▸ THE PROBLEM:
The records should be restated exactly from their first line through the line with "use crate::viewer::StoryViewer;" in it.

★ ★ ★ ★

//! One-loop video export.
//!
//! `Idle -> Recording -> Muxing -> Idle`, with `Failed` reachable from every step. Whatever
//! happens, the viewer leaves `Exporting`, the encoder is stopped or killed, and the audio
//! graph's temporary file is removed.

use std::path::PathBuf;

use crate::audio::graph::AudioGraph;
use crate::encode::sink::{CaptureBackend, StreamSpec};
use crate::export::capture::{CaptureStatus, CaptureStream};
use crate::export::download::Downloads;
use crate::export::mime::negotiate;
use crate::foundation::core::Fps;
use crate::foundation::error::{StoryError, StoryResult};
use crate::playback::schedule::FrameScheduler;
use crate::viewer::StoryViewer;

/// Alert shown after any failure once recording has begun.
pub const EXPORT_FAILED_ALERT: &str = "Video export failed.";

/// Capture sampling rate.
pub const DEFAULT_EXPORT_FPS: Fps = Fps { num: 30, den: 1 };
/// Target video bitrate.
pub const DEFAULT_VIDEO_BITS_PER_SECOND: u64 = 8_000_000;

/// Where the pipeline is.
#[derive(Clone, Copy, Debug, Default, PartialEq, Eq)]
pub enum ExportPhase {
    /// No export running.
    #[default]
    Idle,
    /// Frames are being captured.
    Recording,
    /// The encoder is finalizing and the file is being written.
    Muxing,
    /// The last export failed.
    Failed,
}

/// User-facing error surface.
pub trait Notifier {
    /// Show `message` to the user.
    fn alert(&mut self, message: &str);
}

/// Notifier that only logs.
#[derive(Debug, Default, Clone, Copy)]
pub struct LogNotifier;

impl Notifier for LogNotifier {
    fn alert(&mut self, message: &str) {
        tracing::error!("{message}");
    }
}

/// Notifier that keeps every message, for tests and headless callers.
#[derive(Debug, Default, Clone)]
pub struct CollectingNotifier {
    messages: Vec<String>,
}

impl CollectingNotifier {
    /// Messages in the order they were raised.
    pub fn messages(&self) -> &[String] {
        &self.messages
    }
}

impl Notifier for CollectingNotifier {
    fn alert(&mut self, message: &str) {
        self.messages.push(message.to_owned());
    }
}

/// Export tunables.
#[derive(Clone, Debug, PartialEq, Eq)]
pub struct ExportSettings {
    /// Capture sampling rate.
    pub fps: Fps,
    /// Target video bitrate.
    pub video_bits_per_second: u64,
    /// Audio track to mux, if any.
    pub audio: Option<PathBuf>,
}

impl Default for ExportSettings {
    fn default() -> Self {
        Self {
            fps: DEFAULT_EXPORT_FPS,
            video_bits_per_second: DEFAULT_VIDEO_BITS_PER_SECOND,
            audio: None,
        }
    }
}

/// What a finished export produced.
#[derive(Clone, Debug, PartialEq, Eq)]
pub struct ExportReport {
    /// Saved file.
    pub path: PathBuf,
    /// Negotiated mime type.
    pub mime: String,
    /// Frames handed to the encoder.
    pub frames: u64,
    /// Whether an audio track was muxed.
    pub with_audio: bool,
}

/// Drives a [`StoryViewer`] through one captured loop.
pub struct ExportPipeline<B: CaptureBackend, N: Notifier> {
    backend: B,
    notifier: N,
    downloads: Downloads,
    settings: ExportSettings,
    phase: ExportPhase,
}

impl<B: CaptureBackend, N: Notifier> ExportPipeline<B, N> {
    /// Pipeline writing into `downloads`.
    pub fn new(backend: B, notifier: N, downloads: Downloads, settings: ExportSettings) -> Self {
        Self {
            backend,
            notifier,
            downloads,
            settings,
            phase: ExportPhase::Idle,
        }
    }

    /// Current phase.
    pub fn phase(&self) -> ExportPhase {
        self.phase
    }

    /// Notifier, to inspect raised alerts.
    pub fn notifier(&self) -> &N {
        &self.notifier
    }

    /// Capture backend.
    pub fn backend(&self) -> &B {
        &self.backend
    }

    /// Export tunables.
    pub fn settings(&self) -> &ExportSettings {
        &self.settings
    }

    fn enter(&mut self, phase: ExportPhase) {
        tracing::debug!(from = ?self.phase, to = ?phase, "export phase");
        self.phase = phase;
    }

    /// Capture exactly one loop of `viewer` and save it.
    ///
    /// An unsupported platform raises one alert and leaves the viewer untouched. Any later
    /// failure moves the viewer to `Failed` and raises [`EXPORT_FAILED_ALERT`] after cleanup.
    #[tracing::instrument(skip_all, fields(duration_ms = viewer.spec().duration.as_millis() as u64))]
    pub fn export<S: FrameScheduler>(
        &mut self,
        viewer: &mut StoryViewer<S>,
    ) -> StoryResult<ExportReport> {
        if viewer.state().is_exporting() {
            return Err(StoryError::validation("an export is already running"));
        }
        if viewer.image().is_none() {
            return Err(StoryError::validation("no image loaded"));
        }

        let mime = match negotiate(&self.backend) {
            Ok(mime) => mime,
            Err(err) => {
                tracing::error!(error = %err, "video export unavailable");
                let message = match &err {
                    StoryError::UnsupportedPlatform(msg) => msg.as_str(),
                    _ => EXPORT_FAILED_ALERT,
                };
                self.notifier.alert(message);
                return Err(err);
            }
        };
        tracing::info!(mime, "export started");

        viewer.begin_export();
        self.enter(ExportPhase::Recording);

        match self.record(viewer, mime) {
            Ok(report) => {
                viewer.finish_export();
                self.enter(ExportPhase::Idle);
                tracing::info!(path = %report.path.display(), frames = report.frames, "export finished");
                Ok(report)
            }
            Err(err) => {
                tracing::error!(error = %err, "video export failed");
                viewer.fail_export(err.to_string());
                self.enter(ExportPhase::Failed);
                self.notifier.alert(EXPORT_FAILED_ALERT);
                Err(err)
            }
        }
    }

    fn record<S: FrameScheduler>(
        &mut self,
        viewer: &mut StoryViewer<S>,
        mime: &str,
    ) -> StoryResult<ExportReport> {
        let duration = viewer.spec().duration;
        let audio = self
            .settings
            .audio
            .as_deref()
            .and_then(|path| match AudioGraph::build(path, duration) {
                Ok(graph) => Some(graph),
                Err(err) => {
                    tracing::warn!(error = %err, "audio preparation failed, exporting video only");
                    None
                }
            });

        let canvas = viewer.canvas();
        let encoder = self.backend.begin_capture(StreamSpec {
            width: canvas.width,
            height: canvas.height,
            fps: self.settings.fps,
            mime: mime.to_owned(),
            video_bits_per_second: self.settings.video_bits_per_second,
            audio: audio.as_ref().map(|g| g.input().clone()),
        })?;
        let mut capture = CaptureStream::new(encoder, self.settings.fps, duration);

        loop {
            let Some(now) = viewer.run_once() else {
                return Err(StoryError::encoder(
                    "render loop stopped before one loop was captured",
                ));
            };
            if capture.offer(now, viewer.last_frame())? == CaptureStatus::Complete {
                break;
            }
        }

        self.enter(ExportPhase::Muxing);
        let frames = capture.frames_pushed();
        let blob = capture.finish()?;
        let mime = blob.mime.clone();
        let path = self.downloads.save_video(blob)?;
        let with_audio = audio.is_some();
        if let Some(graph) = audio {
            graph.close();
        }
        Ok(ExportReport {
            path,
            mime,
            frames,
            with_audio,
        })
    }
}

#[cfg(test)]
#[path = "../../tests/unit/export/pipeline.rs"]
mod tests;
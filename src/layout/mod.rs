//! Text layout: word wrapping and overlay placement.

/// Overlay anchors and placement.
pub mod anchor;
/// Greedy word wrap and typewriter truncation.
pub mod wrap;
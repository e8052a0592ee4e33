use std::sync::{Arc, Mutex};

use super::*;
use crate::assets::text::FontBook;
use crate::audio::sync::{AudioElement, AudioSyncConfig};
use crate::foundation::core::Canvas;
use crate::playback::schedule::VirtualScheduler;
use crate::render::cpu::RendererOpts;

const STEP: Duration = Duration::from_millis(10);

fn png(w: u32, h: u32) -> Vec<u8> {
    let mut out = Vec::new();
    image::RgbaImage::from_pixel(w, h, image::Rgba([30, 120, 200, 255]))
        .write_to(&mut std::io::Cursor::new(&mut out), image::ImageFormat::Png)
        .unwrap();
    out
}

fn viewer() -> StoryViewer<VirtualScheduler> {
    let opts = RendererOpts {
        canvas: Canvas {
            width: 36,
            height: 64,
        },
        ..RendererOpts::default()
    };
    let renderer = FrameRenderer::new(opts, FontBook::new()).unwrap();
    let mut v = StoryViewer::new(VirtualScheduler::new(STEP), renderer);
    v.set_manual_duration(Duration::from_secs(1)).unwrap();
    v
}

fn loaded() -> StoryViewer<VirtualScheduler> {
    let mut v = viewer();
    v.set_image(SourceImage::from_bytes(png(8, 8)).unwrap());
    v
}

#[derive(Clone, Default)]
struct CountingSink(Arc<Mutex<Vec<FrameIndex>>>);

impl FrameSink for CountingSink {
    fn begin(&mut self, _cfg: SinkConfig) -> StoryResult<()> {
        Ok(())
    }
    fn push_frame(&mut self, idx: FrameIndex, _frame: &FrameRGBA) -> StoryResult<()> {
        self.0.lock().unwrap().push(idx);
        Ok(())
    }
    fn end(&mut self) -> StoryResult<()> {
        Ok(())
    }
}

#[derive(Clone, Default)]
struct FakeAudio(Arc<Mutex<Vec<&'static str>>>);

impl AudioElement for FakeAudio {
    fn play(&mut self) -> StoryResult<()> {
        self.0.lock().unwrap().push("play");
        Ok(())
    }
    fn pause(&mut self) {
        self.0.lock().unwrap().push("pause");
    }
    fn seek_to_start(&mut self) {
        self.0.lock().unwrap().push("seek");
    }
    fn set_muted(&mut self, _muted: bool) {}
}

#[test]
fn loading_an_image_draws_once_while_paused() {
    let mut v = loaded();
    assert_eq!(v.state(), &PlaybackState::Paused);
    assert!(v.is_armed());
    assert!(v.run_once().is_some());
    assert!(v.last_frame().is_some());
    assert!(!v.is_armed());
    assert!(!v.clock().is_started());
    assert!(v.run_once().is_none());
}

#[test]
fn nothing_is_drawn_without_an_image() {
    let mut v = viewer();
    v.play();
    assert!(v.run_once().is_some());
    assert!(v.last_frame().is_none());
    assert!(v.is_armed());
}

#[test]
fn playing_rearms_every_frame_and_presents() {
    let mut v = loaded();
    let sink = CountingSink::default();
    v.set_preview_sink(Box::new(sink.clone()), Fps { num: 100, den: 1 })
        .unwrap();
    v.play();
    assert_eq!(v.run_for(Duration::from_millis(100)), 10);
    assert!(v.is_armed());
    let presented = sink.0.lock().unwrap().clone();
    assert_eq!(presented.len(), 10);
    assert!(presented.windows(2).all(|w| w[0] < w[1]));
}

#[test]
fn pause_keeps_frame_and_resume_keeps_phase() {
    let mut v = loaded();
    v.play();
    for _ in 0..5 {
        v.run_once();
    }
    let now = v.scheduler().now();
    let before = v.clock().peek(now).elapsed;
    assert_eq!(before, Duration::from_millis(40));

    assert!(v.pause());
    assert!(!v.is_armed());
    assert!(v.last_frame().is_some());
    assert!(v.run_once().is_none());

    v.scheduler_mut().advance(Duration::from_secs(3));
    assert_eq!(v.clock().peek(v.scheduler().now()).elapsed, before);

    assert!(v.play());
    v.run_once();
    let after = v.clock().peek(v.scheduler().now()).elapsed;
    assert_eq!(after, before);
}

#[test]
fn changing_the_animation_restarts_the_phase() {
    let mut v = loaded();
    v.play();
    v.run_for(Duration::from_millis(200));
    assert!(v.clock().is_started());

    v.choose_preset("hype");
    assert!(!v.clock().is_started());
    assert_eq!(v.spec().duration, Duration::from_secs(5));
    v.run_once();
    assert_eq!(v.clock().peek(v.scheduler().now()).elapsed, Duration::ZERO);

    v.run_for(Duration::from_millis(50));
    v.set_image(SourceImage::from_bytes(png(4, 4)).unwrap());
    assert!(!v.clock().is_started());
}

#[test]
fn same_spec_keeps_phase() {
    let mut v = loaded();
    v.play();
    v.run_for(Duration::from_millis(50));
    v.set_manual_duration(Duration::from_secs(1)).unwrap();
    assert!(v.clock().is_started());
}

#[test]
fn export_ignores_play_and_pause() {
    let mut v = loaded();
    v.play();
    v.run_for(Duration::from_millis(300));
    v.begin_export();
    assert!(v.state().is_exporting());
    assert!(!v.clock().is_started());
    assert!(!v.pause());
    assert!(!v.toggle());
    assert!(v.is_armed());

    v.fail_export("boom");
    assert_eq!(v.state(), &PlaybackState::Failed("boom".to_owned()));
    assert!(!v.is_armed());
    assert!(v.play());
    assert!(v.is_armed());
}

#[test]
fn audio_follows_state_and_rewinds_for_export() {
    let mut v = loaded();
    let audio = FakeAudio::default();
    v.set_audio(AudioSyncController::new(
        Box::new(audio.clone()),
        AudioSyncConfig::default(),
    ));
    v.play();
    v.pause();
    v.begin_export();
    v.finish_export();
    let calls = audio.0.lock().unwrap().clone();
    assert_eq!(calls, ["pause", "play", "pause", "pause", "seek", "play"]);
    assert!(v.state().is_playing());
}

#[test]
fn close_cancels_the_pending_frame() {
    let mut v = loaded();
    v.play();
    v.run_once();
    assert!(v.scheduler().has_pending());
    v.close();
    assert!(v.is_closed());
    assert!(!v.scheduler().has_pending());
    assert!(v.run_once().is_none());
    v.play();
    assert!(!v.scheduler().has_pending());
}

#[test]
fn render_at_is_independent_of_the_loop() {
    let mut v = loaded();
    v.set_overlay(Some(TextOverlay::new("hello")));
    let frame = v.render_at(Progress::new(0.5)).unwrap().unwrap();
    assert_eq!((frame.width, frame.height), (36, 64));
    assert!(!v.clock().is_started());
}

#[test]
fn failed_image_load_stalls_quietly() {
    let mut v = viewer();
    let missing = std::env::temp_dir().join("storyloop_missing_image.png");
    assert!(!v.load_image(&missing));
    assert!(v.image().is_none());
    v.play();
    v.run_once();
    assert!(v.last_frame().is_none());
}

★ ★ ★ ★

▸ REPLY TO THE TASK:
//! One-loop video export.
//!
//! `Idle -> Recording -> Muxing -> Idle`, with `Failed` reachable from every step. Whatever
//! happens, the viewer leaves `Exporting`, the encoder is stopped or killed, and the audio
//! graph's temporary file is removed.

use std::path::PathBuf;

use crate::audio::graph::AudioGraph;
use crate::encode::sink::{CaptureBackend, StreamSpec};
use crate::export::capture::{CaptureStatus, CaptureStream};
use crate::export::download::Downloads;
use crate::export::mime::negotiate;
use crate::foundation::core::Fps;
use crate::foundation::error::{StoryError, StoryResult};
use crate::playback::schedule::FrameScheduler;
use crate::viewer::StoryViewer;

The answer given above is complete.